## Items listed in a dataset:
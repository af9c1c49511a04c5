//! Arbitrary-precision binary floating value
//!
//! Values are stored as `mantissa * 2^exp` with an odd (or zero) mantissa. Addition,
//! subtraction and multiplication are exact. Division keeps [`FLOAT_PRECISION`] bits of
//! mantissa and truncates the rest.

use crate::error::{NumberError, Result};
use crate::precision::pow10;
use crate::{DecFixedPointNumber, DecFloatPointNumber, IntNumber, MAX_PRECISION};
use num_bigint::{BigInt, BigUint, Sign};
use num_integer::Integer;
use num_traits::{Signed, ToPrimitive, Zero};
use std::cmp::Ordering;
use std::fmt;

/// Mantissa bits kept by division
pub const FLOAT_PRECISION: u64 = 256;

#[derive(Debug, Clone, PartialEq, Eq, Hash, Default)]
pub struct FloatNumber {
    mant: BigInt,
    exp: i64,
}

impl FloatNumber {
    pub fn zero() -> Self {
        Self::default()
    }

    fn normalized(mant: BigInt, exp: i64) -> Self {
        if mant.is_zero() {
            return Self::zero();
        }
        let tz = mant.trailing_zeros().unwrap_or(0);
        if tz == 0 {
            return Self { mant, exp };
        }
        Self {
            mant: mant >> tz as usize,
            exp: exp + tz as i64,
        }
    }

    pub fn from_int(value: &IntNumber) -> Self {
        Self::normalized(value.0.clone(), 0)
    }

    /// Exact binary value of a finite `f64`; `None` for NaN or infinities
    pub fn from_f64(value: f64) -> Option<Self> {
        if !value.is_finite() {
            return None;
        }
        if value == 0.0 {
            return Some(Self::zero());
        }
        let bits = value.to_bits();
        let negative = bits >> 63 != 0;
        let exp_bits = ((bits >> 52) & 0x7ff) as i64;
        let fraction = bits & ((1u64 << 52) - 1);
        let (mant, exp) = if exp_bits == 0 {
            (fraction, -1074)
        } else {
            (fraction | (1u64 << 52), exp_bits - 1075)
        };
        let mant = BigInt::from(mant);
        Some(Self::normalized(if negative { -mant } else { mant }, exp))
    }

    /// Parses a decimal string, exact when the value has a finite binary expansion
    pub fn parse(s: &str) -> Option<Self> {
        DecFloatPointNumber::parse(s).map(|d| d.to_float())
    }

    pub fn is_zero(&self) -> bool {
        self.mant.is_zero()
    }

    /// -1, 0 or 1
    pub fn sign(&self) -> i8 {
        match self.mant.sign() {
            Sign::Minus => -1,
            Sign::NoSign => 0,
            Sign::Plus => 1,
        }
    }

    pub fn abs(&self) -> Self {
        Self {
            mant: self.mant.abs(),
            exp: self.exp,
        }
    }

    fn plus(&self, rhs: &Self) -> Self {
        if self.is_zero() {
            return rhs.clone();
        }
        if rhs.is_zero() {
            return self.clone();
        }
        let exp = self.exp.min(rhs.exp);
        let a = &self.mant << (self.exp - exp) as usize;
        let b = &rhs.mant << (rhs.exp - exp) as usize;
        Self::normalized(a + b, exp)
    }

    fn minus(&self, rhs: &Self) -> Self {
        self.plus(&rhs.negated())
    }

    fn times(&self, rhs: &Self) -> Self {
        Self::normalized(&self.mant * &rhs.mant, self.exp + rhs.exp)
    }

    fn negated(&self) -> Self {
        Self {
            mant: -&self.mant,
            exp: self.exp,
        }
    }

    /// Quotient truncated to [`FLOAT_PRECISION`] bits of mantissa
    pub fn checked_div(&self, rhs: &Self) -> Result<Self> {
        if rhs.is_zero() {
            return Err(NumberError::DivisionByZero);
        }
        if self.is_zero() {
            return Ok(Self::zero());
        }
        let negative = self.mant.is_negative() != rhs.mant.is_negative();
        let a = self.mant.magnitude();
        let b = rhs.mant.magnitude();

        let shift = (FLOAT_PRECISION as i64 + 2 + b.bits() as i64 - a.bits() as i64).max(0);
        let mut q: BigUint = (a << shift as usize) / b;
        let mut exp = self.exp - rhs.exp - shift;
        let excess = q.bits() as i64 - FLOAT_PRECISION as i64;
        if excess > 0 {
            q >>= excess as usize;
            exp += excess;
        }
        let sign = if negative { Sign::Minus } else { Sign::Plus };
        Ok(Self::normalized(BigInt::from_biguint(sign, q), exp))
    }

    pub fn inv(&self) -> Result<Self> {
        Self::from_int(&IntNumber::one()).checked_div(self)
    }

    /// Truncates toward zero
    pub fn to_int(&self) -> IntNumber {
        if self.exp >= 0 {
            return IntNumber(&self.mant << self.exp as usize);
        }
        let magnitude = self.mant.magnitude() >> (-self.exp) as usize;
        IntNumber(BigInt::from_biguint(self.mant.sign(), magnitude))
    }

    /// Decimal value with `prec` fractional digits, rounded half away from zero
    pub fn to_dec_fixed(&self, prec: u8) -> DecFixedPointNumber {
        let scaled = &self.mant * pow10(u32::from(prec));
        if self.exp >= 0 {
            return DecFixedPointNumber::from_mantissa(scaled << self.exp as usize, prec);
        }
        let k = (-self.exp) as usize;
        let magnitude = scaled.magnitude();
        let mut q = magnitude >> k;
        if (magnitude >> (k - 1)).is_odd() {
            q += 1u8;
        }
        DecFixedPointNumber::from_mantissa(BigInt::from_biguint(scaled.sign(), q), prec)
    }

    /// Shortest exact decimal, or rounded to the maximum precision when the binary
    /// fraction has more digits than that
    pub fn to_dec_float(&self) -> DecFloatPointNumber {
        let prec = if self.exp >= 0 {
            0
        } else {
            (-self.exp).min(i64::from(MAX_PRECISION)) as u8
        };
        DecFloatPointNumber::from(self.to_dec_fixed(prec))
    }

    pub fn to_f64(&self) -> f64 {
        let bits = self.mant.bits() as i64;
        let (mant, exp) = if bits > 64 {
            let shift = bits - 64;
            (&self.mant >> shift as usize, self.exp + shift)
        } else {
            (self.mant.clone(), self.exp)
        };
        let m = mant.to_f64().unwrap_or(f64::NAN);
        // split the scaling so subnormal results do not flush to zero early
        let half = exp / 2;
        m * 2f64.powi(half.clamp(-1100, 1100) as i32) * 2f64.powi((exp - half).clamp(-1100, 1100) as i32)
    }
}

impl_arith_ops!(FloatNumber, plus, minus, times, negated);

impl PartialOrd for FloatNumber {
    fn partial_cmp(&self, other: &Self) -> Option<Ordering> {
        Some(self.cmp(other))
    }
}

impl Ord for FloatNumber {
    fn cmp(&self, other: &Self) -> Ordering {
        self.minus(other).sign().cmp(&0)
    }
}

impl fmt::Display for FloatNumber {
    fn fmt(&self, f: &mut fmt::Formatter<'_>) -> fmt::Result {
        write!(f, "{}", self.to_dec_float())
    }
}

## Directions:
None of the lines above may be skipped. Transcribe each one exactly.

## Solution:
repository af9c1c49511a04c5
//! Arbitrary-precision binary floating value
//!
//! Values are stored as `mantissa * 2^exp` with an odd (or zero) mantissa. Addition,
//! subtraction and multiplication are exact. Division keeps [`FLOAT_PRECISION`] bits of
//! mantissa and truncates the rest.

use crate::error::{NumberError, Result};
use crate::precision::pow10;
use crate::{DecFixedPointNumber, DecFloatPointNumber, IntNumber, MAX_PRECISION};
use num_bigint::{BigInt, BigUint, Sign};
use num_integer::Integer;
use num_traits::{Signed, ToPrimitive, Zero};
use std::cmp::Ordering;
use std::fmt;

/// Mantissa bits kept by division
pub const FLOAT_PRECISION: u64 = 256;

#[derive(Debug, Clone, PartialEq, Eq, Hash, Default)]
pub struct FloatNumber {
    mant: BigInt,
    exp: i64,
}

impl FloatNumber {
    pub fn zero() -> Self {
        Self::default()
    }

    fn normalized(mant: BigInt, exp: i64) -> Self {
        if mant.is_zero() {
            return Self::zero();
        }
        let tz = mant.trailing_zeros().unwrap_or(0);
        if tz == 0 {
            return Self { mant, exp };
        }
        Self {
            mant: mant >> tz as usize,
            exp: exp + tz as i64,
        }
    }

    pub fn from_int(value: &IntNumber) -> Self {
        Self::normalized(value.0.clone(), 0)
    }

    /// Exact binary value of a finite `f64`; `None` for NaN or infinities
    pub fn from_f64(value: f64) -> Option<Self> {
        if !value.is_finite() {
            return None;
        }
        if value == 0.0 {
            return Some(Self::zero());
        }
        let bits = value.to_bits();
        let negative = bits >> 63 != 0;
        let exp_bits = ((bits >> 52) & 0x7ff) as i64;
        let fraction = bits & ((1u64 << 52) - 1);
        let (mant, exp) = if exp_bits == 0 {
            (fraction, -1074)
        } else {
            (fraction | (1u64 << 52), exp_bits - 1075)
        };
        let mant = BigInt::from(mant);
        Some(Self::normalized(if negative { -mant } else { mant }, exp))
    }

    /// Parses a decimal string, exact when the value has a finite binary expansion
    pub fn parse(s: &str) -> Option<Self> {
        DecFloatPointNumber::parse(s).map(|d| d.to_float())
    }

    pub fn is_zero(&self) -> bool {
        self.mant.is_zero()
    }

    /// -1, 0 or 1
    pub fn sign(&self) -> i8 {
        match self.mant.sign() {
            Sign::Minus => -1,
            Sign::NoSign => 0,
            Sign::Plus => 1,
        }
    }

    pub fn abs(&self) -> Self {
        Self {
            mant: self.mant.abs(),
            exp: self.exp,
        }
    }

    fn plus(&self, rhs: &Self) -> Self {
        if self.is_zero() {
            return rhs.clone();
        }
        if rhs.is_zero() {
            return self.clone();
        }
        let exp = self.exp.min(rhs.exp);
        let a = &self.mant << (self.exp - exp) as usize;
        let b = &rhs.mant << (rhs.exp - exp) as usize;
        Self::normalized(a + b, exp)
    }

    fn minus(&self, rhs: &Self) -> Self {
        self.plus(&rhs.negated())
    }

    fn times(&self, rhs: &Self) -> Self {
        Self::normalized(&self.mant * &rhs.mant, self.exp + rhs.exp)
    }

    fn negated(&self) -> Self {
        Self {
            mant: -&self.mant,
            exp: self.exp,
        }
    }

    /// Quotient truncated to [`FLOAT_PRECISION`] bits of mantissa
    pub fn checked_div(&self, rhs: &Self) -> Result<Self> {
        if rhs.is_zero() {
            return Err(NumberError::DivisionByZero);
        }
        if self.is_zero() {
            return Ok(Self::zero());
        }
        let negative = self.mant.is_negative() != rhs.mant.is_negative();
        let a = self.mant.magnitude();
        let b = rhs.mant.magnitude();

        let shift = (FLOAT_PRECISION as i64 + 2 + b.bits() as i64 - a.bits() as i64).max(0);
        let mut q: BigUint = (a << shift as usize) / b;
        let mut exp = self.exp - rhs.exp - shift;
        let excess = q.bits() as i64 - FLOAT_PRECISION as i64;
        if excess > 0 {
            q >>= excess as usize;
            exp += excess;
        }
        let sign = if negative { Sign::Minus } else { Sign::Plus };
        Ok(Self::normalized(BigInt::from_biguint(sign, q), exp))
    }

    pub fn inv(&self) -> Result<Self> {
        Self::from_int(&IntNumber::one()).checked_div(self)
    }

    /// Truncates toward zero
    pub fn to_int(&self) -> IntNumber {
        if self.exp >= 0 {
            return IntNumber(&self.mant << self.exp as usize);
        }
        let magnitude = self.mant.magnitude() >> (-self.exp) as usize;
        IntNumber(BigInt::from_biguint(self.mant.sign(), magnitude))
    }

    /// Decimal value with `prec` fractional digits, rounded half away from zero
    pub fn to_dec_fixed(&self, prec: u8) -> DecFixedPointNumber {
        let scaled = &self.mant * pow10(u32::from(prec));
        if self.exp >= 0 {
            return DecFixedPointNumber::from_mantissa(scaled << self.exp as usize, prec);
        }
        let k = (-self.exp) as usize;
        let magnitude = scaled.magnitude();
        let mut q = magnitude >> k;
        if (magnitude >> (k - 1)).is_odd() {
            q += 1u8;
        }
        DecFixedPointNumber::from_mantissa(BigInt::from_biguint(scaled.sign(), q), prec)
    }

    /// Shortest exact decimal, or rounded to the maximum precision when the binary
    /// fraction has more digits than that
    pub fn to_dec_float(&self) -> DecFloatPointNumber {
        let prec = if self.exp >= 0 {
            0
        } else {
            (-self.exp).min(i64::from(MAX_PRECISION)) as u8
        };
        DecFloatPointNumber::from(self.to_dec_fixed(prec))
    }

    pub fn to_f64(&self) -> f64 {
        let bits = self.mant.bits() as i64;
        let (mant, exp) = if bits > 64 {
            let shift = bits - 64;
            (&self.mant >> shift as usize, self.exp + shift)
        } else {
            (self.mant.clone(), self.exp)
        };
        let m = mant.to_f64().unwrap_or(f64::NAN);
        // split the scaling so subnormal results do not flush to zero early
        let half = exp / 2;
        m * 2f64.powi(half.clamp(-1100, 1100) as i32) * 2f64.powi((exp - half).clamp(-1100, 1100) as i32)
    }
}

impl_arith_ops!(FloatNumber, plus, minus, times, negated);

impl PartialOrd for FloatNumber {
    fn partial_cmp(&self, other: &Self) -> Option<Ordering> {
        Some(self.cmp(other))
    }
}

impl Ord for FloatNumber {
    fn cmp(&self, other: &Self) -> Ordering {
        self.minus(other).sign().cmp(&0)
    }
}

impl fmt::Display for FloatNumber {
    fn fmt(&self, f: &mut fmt::Formatter<'_>) -> fmt::Result {
        write!(f, "{}", self.to_dec_float())
    }
}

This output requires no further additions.